EXTRACTED ENTRIES Start Marker

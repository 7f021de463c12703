//! Browser file download for exported text (CSV)
use wasm_bindgen::JsCast;
use web_sys::{Blob, BlobPropertyBag, HtmlAnchorElement, Url};

/// Offer `content` to the user as a file named `filename`
pub fn download_text(content: &str, filename: &str, content_type: &str) -> Result<(), String> {
    let blob = text_blob(content, content_type)?;
    let url = Url::create_object_url_with_blob(&blob)
        .map_err(|e| format!("Failed to create object URL: {:?}", e))?;

    let result = click_download_link(&url, filename);

    // The object URL must be released even when the click failed
    Url::revoke_object_url(&url).map_err(|e| format!("Failed to revoke URL: {:?}", e))?;
    result
}

fn text_blob(content: &str, content_type: &str) -> Result<Blob, String> {
    let parts = js_sys::Array::new();
    parts.push(&wasm_bindgen::JsValue::from_str(content));

    let properties = BlobPropertyBag::new();
    properties.set_type(content_type);

    Blob::new_with_str_sequence_and_options(&parts, &properties)
        .map_err(|e| format!("Failed to create blob: {:?}", e))
}

/// Temporary hidden `<a download>`: append, click, remove
fn click_download_link(url: &str, filename: &str) -> Result<(), String> {
    let document = web_sys::window()
        .and_then(|window| window.document())
        .ok_or("No document object")?;
    let body = document.body().ok_or("No body element")?;

    let anchor = document
        .create_element("a")
        .map_err(|e| format!("Failed to create anchor: {:?}", e))?
        .dyn_into::<HtmlAnchorElement>()
        .map_err(|e| format!("Failed to cast to anchor: {:?}", e))?;
    anchor.set_href(url);
    anchor.set_download(filename);
    anchor
        .style()
        .set_property("display", "none")
        .map_err(|e| format!("Failed to set style: {:?}", e))?;

    body.append_child(&anchor)
        .map_err(|e| format!("Failed to append anchor: {:?}", e))?;
    anchor.click();
    body.remove_child(&anchor)
        .map_err(|e| format!("Failed to remove anchor: {:?}", e))?;

    Ok(())
}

EXTRACTED ENTRIES End Marker

Could you say how many lines of the entries contain the string "body"? Only the number should be given.

§ **RESULT OF THIS TASK**
3